#### How to complete this task
From the entries that follow, copy each line containing the word "completed".

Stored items
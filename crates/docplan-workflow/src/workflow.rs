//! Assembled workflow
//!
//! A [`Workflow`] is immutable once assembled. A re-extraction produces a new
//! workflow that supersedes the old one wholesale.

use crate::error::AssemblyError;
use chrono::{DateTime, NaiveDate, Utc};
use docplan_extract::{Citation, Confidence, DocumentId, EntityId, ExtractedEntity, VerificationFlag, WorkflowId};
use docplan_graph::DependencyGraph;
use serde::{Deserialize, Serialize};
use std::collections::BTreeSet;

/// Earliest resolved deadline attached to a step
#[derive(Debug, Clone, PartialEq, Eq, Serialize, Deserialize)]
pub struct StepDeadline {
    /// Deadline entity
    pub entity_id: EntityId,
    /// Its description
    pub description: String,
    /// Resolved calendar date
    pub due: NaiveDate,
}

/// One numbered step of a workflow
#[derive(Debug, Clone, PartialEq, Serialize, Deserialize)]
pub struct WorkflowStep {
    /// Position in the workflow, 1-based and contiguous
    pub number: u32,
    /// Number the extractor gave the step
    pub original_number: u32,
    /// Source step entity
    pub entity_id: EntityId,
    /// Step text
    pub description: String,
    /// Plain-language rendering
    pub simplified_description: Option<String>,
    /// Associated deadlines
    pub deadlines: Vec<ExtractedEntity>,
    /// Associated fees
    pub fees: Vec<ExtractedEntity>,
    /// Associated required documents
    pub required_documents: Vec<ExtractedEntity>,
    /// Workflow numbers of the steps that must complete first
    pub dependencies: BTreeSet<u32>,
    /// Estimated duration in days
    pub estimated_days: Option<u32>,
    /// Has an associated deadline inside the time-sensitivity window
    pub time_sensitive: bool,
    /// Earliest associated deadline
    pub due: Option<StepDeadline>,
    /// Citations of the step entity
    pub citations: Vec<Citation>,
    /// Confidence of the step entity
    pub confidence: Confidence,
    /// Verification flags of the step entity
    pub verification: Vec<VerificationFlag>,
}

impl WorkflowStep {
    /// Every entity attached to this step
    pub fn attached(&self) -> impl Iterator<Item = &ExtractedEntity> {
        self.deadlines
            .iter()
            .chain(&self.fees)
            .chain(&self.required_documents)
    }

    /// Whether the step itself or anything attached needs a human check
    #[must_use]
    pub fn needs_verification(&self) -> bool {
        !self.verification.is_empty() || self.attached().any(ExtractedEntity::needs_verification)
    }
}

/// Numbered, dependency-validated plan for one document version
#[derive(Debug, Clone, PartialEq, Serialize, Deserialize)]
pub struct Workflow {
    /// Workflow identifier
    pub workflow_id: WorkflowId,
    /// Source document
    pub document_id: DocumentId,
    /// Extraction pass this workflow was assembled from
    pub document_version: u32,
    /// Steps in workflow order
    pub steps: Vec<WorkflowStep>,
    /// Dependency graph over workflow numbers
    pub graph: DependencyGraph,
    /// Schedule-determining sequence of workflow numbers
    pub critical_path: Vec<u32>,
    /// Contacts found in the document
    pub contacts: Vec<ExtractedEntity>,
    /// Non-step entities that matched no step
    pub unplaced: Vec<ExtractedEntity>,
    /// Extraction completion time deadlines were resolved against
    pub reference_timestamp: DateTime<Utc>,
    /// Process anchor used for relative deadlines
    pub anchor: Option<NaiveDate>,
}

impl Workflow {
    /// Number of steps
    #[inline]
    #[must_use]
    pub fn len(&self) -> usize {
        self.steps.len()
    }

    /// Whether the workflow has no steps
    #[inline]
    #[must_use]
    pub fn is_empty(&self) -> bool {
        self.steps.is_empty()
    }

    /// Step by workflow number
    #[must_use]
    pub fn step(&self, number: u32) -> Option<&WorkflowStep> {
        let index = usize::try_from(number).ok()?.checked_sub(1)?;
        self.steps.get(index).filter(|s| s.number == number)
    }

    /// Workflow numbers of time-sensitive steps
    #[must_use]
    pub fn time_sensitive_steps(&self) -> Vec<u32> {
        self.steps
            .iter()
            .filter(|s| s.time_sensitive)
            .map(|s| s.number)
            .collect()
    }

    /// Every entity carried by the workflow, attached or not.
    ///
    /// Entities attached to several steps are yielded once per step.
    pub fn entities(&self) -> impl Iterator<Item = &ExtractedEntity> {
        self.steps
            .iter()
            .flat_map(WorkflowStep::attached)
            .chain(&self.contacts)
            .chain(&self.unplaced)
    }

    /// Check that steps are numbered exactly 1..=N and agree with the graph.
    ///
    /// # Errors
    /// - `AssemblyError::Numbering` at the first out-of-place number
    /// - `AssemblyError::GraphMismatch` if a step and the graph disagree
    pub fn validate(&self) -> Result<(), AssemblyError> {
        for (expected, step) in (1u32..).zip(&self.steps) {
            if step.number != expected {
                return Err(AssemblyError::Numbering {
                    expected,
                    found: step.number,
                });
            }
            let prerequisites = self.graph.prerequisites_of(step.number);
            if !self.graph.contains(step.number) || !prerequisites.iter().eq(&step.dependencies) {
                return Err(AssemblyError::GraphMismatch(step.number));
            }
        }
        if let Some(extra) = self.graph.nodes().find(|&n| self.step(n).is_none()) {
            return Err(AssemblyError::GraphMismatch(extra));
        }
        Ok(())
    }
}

...

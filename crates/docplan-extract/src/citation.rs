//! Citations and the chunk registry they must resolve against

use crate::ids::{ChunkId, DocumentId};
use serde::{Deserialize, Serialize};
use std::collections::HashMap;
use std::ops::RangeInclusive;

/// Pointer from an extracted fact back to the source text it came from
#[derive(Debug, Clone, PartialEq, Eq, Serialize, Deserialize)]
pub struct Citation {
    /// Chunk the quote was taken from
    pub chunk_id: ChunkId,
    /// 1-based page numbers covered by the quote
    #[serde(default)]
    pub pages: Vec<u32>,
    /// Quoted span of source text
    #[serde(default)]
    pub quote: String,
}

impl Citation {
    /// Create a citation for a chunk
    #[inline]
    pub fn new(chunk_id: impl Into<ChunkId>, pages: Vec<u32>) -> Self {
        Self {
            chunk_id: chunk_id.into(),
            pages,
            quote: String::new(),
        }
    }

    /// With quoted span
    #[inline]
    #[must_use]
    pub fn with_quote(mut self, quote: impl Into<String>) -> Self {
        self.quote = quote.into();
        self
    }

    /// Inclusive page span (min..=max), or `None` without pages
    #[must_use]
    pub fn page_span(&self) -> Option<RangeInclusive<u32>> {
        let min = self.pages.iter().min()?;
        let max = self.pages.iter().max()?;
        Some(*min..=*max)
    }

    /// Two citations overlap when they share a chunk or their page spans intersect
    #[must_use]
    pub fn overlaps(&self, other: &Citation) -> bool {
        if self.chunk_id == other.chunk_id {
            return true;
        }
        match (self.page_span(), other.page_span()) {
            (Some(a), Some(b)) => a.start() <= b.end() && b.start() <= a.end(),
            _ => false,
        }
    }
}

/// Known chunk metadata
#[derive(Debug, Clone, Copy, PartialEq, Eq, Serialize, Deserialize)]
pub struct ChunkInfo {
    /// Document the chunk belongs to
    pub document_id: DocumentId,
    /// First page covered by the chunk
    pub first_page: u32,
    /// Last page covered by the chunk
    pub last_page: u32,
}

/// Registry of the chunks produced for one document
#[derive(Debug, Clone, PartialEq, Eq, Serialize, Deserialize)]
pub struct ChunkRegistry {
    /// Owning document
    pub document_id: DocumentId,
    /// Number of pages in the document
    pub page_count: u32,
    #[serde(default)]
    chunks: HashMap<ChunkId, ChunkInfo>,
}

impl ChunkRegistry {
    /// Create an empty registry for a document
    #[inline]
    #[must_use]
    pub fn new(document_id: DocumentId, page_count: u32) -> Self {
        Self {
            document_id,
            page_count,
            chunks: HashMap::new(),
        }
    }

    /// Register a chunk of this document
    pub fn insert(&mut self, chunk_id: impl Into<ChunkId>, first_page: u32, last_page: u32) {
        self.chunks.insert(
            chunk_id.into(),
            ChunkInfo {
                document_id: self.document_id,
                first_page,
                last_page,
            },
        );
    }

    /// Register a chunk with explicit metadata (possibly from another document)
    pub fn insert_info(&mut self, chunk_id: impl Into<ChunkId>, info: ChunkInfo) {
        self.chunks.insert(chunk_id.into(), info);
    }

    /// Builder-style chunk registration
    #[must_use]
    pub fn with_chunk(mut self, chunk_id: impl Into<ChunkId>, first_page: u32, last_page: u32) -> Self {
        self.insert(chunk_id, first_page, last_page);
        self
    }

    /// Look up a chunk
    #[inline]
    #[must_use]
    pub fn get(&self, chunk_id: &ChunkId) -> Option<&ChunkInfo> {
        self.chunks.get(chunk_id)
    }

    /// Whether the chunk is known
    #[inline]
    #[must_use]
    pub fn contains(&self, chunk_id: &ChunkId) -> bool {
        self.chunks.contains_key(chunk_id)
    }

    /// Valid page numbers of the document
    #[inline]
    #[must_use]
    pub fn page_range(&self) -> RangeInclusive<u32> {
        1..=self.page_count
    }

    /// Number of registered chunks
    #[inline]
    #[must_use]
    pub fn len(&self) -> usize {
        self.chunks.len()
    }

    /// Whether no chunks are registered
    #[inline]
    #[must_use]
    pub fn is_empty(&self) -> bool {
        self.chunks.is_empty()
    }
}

* * *

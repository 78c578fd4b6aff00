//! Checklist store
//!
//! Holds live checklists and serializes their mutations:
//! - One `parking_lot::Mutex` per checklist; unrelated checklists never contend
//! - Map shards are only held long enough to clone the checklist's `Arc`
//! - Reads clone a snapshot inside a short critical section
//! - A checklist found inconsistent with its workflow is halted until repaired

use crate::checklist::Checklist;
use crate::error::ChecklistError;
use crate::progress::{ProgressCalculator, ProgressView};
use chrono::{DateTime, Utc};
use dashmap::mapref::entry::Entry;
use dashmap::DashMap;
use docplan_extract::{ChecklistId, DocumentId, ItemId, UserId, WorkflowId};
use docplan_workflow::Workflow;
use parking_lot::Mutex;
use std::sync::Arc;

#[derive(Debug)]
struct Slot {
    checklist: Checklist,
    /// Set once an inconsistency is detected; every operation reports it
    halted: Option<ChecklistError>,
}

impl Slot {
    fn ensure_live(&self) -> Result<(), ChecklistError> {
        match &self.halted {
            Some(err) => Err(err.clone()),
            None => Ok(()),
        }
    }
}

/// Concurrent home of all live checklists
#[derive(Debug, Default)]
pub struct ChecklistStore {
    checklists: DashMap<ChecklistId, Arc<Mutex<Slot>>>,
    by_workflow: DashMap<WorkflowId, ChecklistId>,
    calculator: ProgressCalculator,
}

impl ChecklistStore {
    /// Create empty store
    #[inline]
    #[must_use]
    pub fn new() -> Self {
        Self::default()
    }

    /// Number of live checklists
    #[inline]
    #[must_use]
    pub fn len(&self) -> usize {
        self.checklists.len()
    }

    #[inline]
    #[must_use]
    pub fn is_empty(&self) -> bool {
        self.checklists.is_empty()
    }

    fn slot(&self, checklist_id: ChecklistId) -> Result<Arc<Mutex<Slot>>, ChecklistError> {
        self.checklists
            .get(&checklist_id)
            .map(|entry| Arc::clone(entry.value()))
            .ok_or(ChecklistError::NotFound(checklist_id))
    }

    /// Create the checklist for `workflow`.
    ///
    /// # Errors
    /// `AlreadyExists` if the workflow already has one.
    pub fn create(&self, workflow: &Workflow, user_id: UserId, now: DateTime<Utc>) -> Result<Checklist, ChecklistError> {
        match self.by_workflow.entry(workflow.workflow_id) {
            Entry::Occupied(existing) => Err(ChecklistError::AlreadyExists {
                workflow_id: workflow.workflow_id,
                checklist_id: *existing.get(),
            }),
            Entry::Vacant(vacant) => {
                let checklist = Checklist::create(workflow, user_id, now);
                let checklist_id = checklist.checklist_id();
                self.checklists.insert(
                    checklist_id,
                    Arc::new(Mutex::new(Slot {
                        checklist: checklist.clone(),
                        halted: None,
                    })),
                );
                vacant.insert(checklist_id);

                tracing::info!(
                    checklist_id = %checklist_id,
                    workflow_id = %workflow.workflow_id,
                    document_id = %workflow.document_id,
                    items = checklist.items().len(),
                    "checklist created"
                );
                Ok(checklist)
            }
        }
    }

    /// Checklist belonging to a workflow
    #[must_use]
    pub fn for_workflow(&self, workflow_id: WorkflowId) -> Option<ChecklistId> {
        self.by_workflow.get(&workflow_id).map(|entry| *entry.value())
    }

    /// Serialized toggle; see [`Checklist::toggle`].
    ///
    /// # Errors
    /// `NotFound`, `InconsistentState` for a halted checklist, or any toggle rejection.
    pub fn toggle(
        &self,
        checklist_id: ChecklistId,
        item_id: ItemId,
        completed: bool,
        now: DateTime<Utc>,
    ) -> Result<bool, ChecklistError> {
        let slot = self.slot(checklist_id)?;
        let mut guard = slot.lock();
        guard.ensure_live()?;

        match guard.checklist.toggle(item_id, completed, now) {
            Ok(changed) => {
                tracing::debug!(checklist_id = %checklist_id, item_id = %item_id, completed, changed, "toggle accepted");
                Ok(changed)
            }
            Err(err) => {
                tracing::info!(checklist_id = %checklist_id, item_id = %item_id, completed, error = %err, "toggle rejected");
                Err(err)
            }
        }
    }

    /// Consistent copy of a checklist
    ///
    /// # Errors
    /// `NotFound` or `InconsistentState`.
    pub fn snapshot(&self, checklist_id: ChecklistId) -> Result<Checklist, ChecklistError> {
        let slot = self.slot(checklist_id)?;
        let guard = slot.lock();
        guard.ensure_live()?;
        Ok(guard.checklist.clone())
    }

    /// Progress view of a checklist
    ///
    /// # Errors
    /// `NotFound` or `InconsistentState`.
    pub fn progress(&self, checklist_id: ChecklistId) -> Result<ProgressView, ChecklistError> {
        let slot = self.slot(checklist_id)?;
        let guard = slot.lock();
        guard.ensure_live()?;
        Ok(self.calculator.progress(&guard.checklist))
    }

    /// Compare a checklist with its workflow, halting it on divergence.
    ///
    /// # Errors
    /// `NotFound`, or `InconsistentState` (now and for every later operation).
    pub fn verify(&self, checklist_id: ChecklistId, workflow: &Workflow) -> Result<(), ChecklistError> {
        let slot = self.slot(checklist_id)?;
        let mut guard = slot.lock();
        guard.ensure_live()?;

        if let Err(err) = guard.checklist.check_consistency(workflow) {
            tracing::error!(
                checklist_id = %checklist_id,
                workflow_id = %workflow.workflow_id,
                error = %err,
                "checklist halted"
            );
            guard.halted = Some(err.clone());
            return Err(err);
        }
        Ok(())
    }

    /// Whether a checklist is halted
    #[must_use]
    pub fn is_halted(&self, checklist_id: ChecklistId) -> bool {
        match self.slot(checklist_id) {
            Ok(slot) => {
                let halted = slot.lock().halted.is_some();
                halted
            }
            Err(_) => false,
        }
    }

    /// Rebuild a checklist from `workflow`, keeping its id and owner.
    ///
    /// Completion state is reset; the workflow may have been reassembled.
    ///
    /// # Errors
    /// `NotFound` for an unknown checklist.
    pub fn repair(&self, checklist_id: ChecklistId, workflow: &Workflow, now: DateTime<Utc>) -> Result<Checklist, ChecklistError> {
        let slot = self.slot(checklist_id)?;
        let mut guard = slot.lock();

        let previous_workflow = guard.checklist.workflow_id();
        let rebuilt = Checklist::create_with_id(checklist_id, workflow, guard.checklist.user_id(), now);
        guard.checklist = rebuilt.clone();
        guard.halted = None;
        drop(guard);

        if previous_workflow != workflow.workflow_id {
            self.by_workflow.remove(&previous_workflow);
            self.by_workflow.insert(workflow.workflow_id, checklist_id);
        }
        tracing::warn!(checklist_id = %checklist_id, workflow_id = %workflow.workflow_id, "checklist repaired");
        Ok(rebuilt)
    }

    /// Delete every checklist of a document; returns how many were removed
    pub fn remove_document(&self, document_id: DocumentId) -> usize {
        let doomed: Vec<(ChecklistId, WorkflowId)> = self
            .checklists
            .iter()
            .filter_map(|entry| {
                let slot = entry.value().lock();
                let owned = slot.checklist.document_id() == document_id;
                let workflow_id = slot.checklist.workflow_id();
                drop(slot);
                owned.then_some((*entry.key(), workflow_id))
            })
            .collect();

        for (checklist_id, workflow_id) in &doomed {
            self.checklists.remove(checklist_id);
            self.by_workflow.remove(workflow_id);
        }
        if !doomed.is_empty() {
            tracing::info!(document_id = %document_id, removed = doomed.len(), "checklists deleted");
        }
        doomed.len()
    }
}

#### Answer for the task
        completed: bool,
        match guard.checklist.toggle(item_id, completed, now) {
                tracing::debug!(checklist_id = %checklist_id, item_id = %item_id, completed, changed, "toggle accepted");
                tracing::info!(checklist_id = %checklist_id, item_id = %item_id, completed, error = %err, "toggle rejected");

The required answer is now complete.